Tibet and China shall abide by the frontiers of which they are now in occupation. All to the east is the country of Great China; and all to the west is, without question, the country of Great Tibet. Henceforth on neither side shall there be waging of war nor stealing of territory. Between the two countries, neither smoke nor dust shall be seen. There shall be no sudden alarms and the very word "enemy" shall not be spoken...All shall live in peace and share the blessings of happiness for ten thousand years.
~821 A.D. Peace Treaty inscription between China and Tibet.

The night will be long and dark
~13th Dalai Lama shortly before his death. He was refering to the Bolshevik Red Army killing of 70,000 monks in Mongolia and the potential for that to happen to Tibet as well.

To right a wrong it is necessary to exceed proper limits, and the wrong cannot be righted without the proper limits being exceeded.
~Mao Zedong

My country has not been sold, it has been stolen
For that we have shed so many tears
Oh so many tears!
~A song sung by nuns in prison. For singing it, they were tortured.

They would tread on our hands with their huge iron-tipped boots, kick us in the face and stomach. They put buckets of urine and shit on our heads and guards hit the buckets with sticks, roaring with laughter as the excrement streamed down our face and bodies...They would take the momo which was our lunch, dip it in the filth and force us to eat it.
~Gyaltsen Chodon, a 23 year old nun, remembering her time in prison.

Now I am in Nepal, a land with many troubles of its own, yet one where I have the freedom to read the books I want to read and visit Wikipedia.com or other websites without getting blocked by the Paranoid Androids and the Great Firewall of China. I am relieved to have left Tibet for these and other reasons, yet at the same time feel attached to Tibet and its people as well as the good people of China. At the same time, I have developed a dislike for the government of China, despite their modernization and improvements for millions of its people.

Being in Nepal now allows me to fully express myself as well as to fully digest what I have experienced over the last fifteen months. As I was in remote areas for much of the time and met amazing people along the way, most of my memories are good. But I wasn't walking around Tibet blindfolded...

Because of the ruthless nature of the paranoid and violent Chinese Government, however, I must begin by saying this: all Tibetan people photographed in this travelog over the last few months did not discuss any politics with me at any time. I purposely kept conversations with these people at a friendly level, and they were going about their business as usual.

Here's the story:

Ganden Monastery
Sweet Innocent Killer and I arrived at Ganden monastery to explore its temples, where the Communist Party extracted some of our tourism dollars at the entrance. We watched as the monks chanted and prayed in their newly-rebuilt temple and walked around the steep monastery grounds. Afterwards, we engaged in a healthy debate about culture, expansionism, history, economics, propaganda, and resource extraction.

Killer had arrived in Lhasa a few days earlier, flying from a conference in Shangri-la. From the beginning, I was worried because of pent-up frustrations about what I had been seeing in Tibet, the brutal history of Chinese rule, and my troubles with the Public Security Bureau, government employees, and travel restrictions. I found my sense of humor had diminished, and I was emotionally exhausted.

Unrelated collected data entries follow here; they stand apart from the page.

//! Derived balance types. None of these are stored; they are computed per query.

use serde::{Deserialize, Serialize};
use splitledger_shared::types::{Currency, Money, UserId};

use crate::ledger::types::{Participant, Scope};

/// One directed contribution from a single expense: `debtor` owes `creditor`.
#[derive(Debug, Clone, Copy, PartialEq, Eq)]
pub struct DebtEdge {
    /// Who owes.
    pub debtor: Participant,
    /// Who is owed.
    pub creditor: Participant,
    /// Always positive.
    pub amount: Money,
}

/// Result of decomposing one expense.
#[derive(Debug, Clone, PartialEq, Eq)]
pub struct ExpenseAllocation {
    /// Edges between distinct participants.
    pub edges: Vec<DebtEdge>,
    /// Portion of the total that payers owed themselves. Dropped from the graph.
    pub retained: Money,
}

/// Net debt between two participants, reported from the debtor's side.
#[derive(Debug, Clone, Copy, PartialEq, Eq, Serialize, Deserialize)]
pub struct PairwiseBalance {
    /// Who owes.
    pub debtor: Participant,
    /// Who is owed.
    pub creditor: Participant,
    /// Always positive.
    pub amount: Money,
}

/// A participant's signed balance within a scope. Positive means owed money.
#[derive(Debug, Clone, Copy, PartialEq, Eq, Serialize, Deserialize)]
pub struct NetPosition {
    /// Scope the position belongs to.
    pub scope: Scope,
    /// Whose position.
    pub participant: Participant,
    /// Signed amount.
    pub amount: Money,
}

/// Per-participant totals within a scope.
#[derive(Debug, Clone, Copy, PartialEq, Eq, Serialize, Deserialize)]
pub struct ParticipantSummary {
    /// Whose totals.
    pub participant: Participant,
    /// Sum of payments made toward expenses.
    pub paid: Money,
    /// Sum of split amounts owed.
    pub owed: Money,
    /// Completed settlements paid out.
    pub sent: Money,
    /// Completed settlements received.
    pub received: Money,
    /// Net position from the balance matrix.
    pub net: Money,
}

impl ParticipantSummary {
    /// Zero totals for `participant`.
    #[must_use]
    pub const fn empty(participant: Participant, currency: Currency) -> Self {
        Self {
            participant,
            paid: Money::zero(currency),
            owed: Money::zero(currency),
            sent: Money::zero(currency),
            received: Money::zero(currency),
            net: Money::zero(currency),
        }
    }
}

/// A user's balance in one scope with its pairwise breakdown.
#[derive(Debug, Clone, PartialEq, Eq, Serialize, Deserialize)]
pub struct UserBalance {
    /// The user.
    pub user: UserId,
    /// Net position.
    pub position: NetPosition,
    /// Totals behind the position.
    pub summary: ParticipantSummary,
    /// Balances where the user is the debtor.
    pub owes: Vec<PairwiseBalance>,
    /// Balances where the user is the creditor.
    pub owed_by: Vec<PairwiseBalance>,
}

/// One transfer of a settlement plan.
#[derive(Debug, Clone, Copy, PartialEq, Eq, Serialize, Deserialize)]
pub struct PlannedTransfer {
    /// Who pays.
    pub from: Participant,
    /// Who receives.
    pub to: Participant,
    /// Always positive.
    pub amount: Money,
}

/// Ordered transfers that would zero every net position in a scope.
#[derive(Debug, Clone, PartialEq, Eq, Serialize, Deserialize)]
pub struct SettlementPlan {
    /// Scope the plan settles.
    pub scope: Scope,
    /// Currency of every transfer.
    pub currency: Currency,
    /// Transfers in the order they were chosen.
    pub transactions: Vec<PlannedTransfer>,
}

impl SettlementPlan {
    /// Returns true if nothing needs to move.
    #[must_use]
    pub fn is_settled(&self) -> bool {
        self.transactions.is_empty()
    }
}
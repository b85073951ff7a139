//! Application-wide error types.
//!
//! `AppError` is the outward-facing error. Engine errors are mapped onto it at
//! the boundary; internal failures carry only an opaque message because the
//! full context has already been logged where they were detected.

use thiserror::Error;

/// Result type alias using `AppError`.
pub type AppResult<T> = Result<T, AppError>;

/// Application error types.
#[derive(Debug, Error)]
pub enum AppError {
    /// Access denied (not a member of the scope).
    #[error("Access denied: {0}")]
    Forbidden(String),

    /// Resource not found.
    #[error("Not found: {0}")]
    NotFound(String),

    /// Validation error.
    #[error("Validation error: {0}")]
    Validation(String),

    /// Configuration could not be loaded.
    #[error("Configuration error: {0}")]
    Configuration(String),

    /// Internal error.
    #[error("Internal error: {0}")]
    Internal(String),
}

impl AppError {
    /// Returns the HTTP status code for this error.
    #[must_use]
    pub const fn status_code(&self) -> u16 {
        match self {
            Self::Forbidden(_) => 403,
            Self::NotFound(_) => 404,
            Self::Validation(_) => 400,
            Self::Configuration(_) | Self::Internal(_) => 500,
        }
    }

    /// Returns the error code for API responses.
    #[must_use]
    pub const fn error_code(&self) -> &'static str {
        match self {
            Self::Forbidden(_) => "FORBIDDEN",
            Self::NotFound(_) => "NOT_FOUND",
            Self::Validation(_) => "VALIDATION_ERROR",
            Self::Configuration(_) => "CONFIGURATION_ERROR",
            Self::Internal(_) => "INTERNAL_ERROR",
        }
    }
}

impl From<config::ConfigError> for AppError {
    fn from(err: config::ConfigError) -> Self {
        Self::Configuration(err.to_string())
    }
}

Now she was here, in Tibet, a Beijing woman, a Han Nationalist of sorts, and a history major who knew the history of Tibet from the Chinese point of view and how it fit into the motherland and would strategically fit into the future.

She firmly believed that Tibet was historically part of China, the motherland. What became clear was that Chinese people have been taught that Tibet was liberated...peacefully. As tourists, they travel around Tibet thinking that the Tibetan people are a great part of Chinese heritage: one big happy family living in peace.

"Perhaps if China allowed the Tibetan autonomous areas to be truly autonomous, with control over their natural resources, their monasteries, and their lives, then Tibetans may accept that they are part of China," I said as we sat on a stone wall near a side temple overlooking the sunny valley below. The key words are may and perhaps.

I then compared what the Chinese are doing in Tibet to what the Japanese did when they controlled the puppet state of Manchukuo in northern China during World War II.

"In essence it's really no different."

"But we've built their roads and helped them with developing."

Looking at the ruins around Ganden, Killer said, "Tibetan youths destroyed Ganden," referring to the the Red Guards during the Cultural Revolution.

The real story, however, is much more complicated, which I began to learn about years ago.

A few highlights:

Eight years ago at the Tibetan Freedom Festival, Kevin and I joined my college friend Amy in Washington D.C. to listen to some of the most influential musicians, monks, and philosophers, including dissidents from Tiananmen Square. Despite a lightning storm that struck the crowd, millions of dollars were raised for the Milarepa fund, to help Tibet in its Freedom movement.

Three years ago, in Litang, a small town on the plateau of Eastern Tibet, I ate dinner with two Tibetans in a Chinese restaurant. We talked a little about how terrible they felt about the Chinese moving into town. They wanted to move to the United States where there was freedom. Meanwhile, the Chinese cooking our meals gave us terrible looks from the kitchen.

Litang was where it all began. After the peaceful liberation of Tibet by thousands of PLA soldiers, Khampa fighters continued to rebel. Under the force of superior firepower, they fled with their families to their monastery. The Chinese Air Force then bombed the monastery, killing 4,000 people, begining a wave of torture, murder, and genocide that still continues today in a more insidious yet effective manner.

Ganden Monastery, also known as Joyful Paradise, was once one of the primary university centers in Tibet, with several thousands of monks studying thangka painting, mandala creation, Tangyur teachings, Tibetan literature, astronomy, medicine, and more.

Today, as in all monasteries of Tibet, Ganden was an empty shell of its former self, with 300 monks restricted by quotas enforced by the Religious Affairs Bureau and "re-educated" under the Patriotic Education Campaign. All monks and nuns had to pass an examination that, among other things, required them to denounce the Dalai Lama as a criminal and that Tibet has always been a part of China. They were also required to sign an affidavit of loyalty to the Chinese government.

Ganden monks, as well as monks and nuns all over Tibet, however, have a history of civil disobedience, staging peaceful protests, such as posting Dalai Lama pictures (which have been banned since 1996), chanting "Free Tibet!" while encircling the Jokhang, or singing songs of freedom. In retribution for these awful crimes, they were arrested, shot, gang raped (in the case of nuns), forced to fornicate and break their celebacy vows, and tortured along with tens of thousands of other Tibetans, all of which are well documented throughout the entire period of Chinese occupation (not just the Cultural Revolution). In some cases monks had been shot immediately, such as in Ganden on May 7, 1996 when two monks were shot dead for displaying a photograph of the Dalai Lama and protesting its ban. In many cases, families had to pay approximately one year's pay to retrieve their relative's body and even had to pay for the cost of the bullets.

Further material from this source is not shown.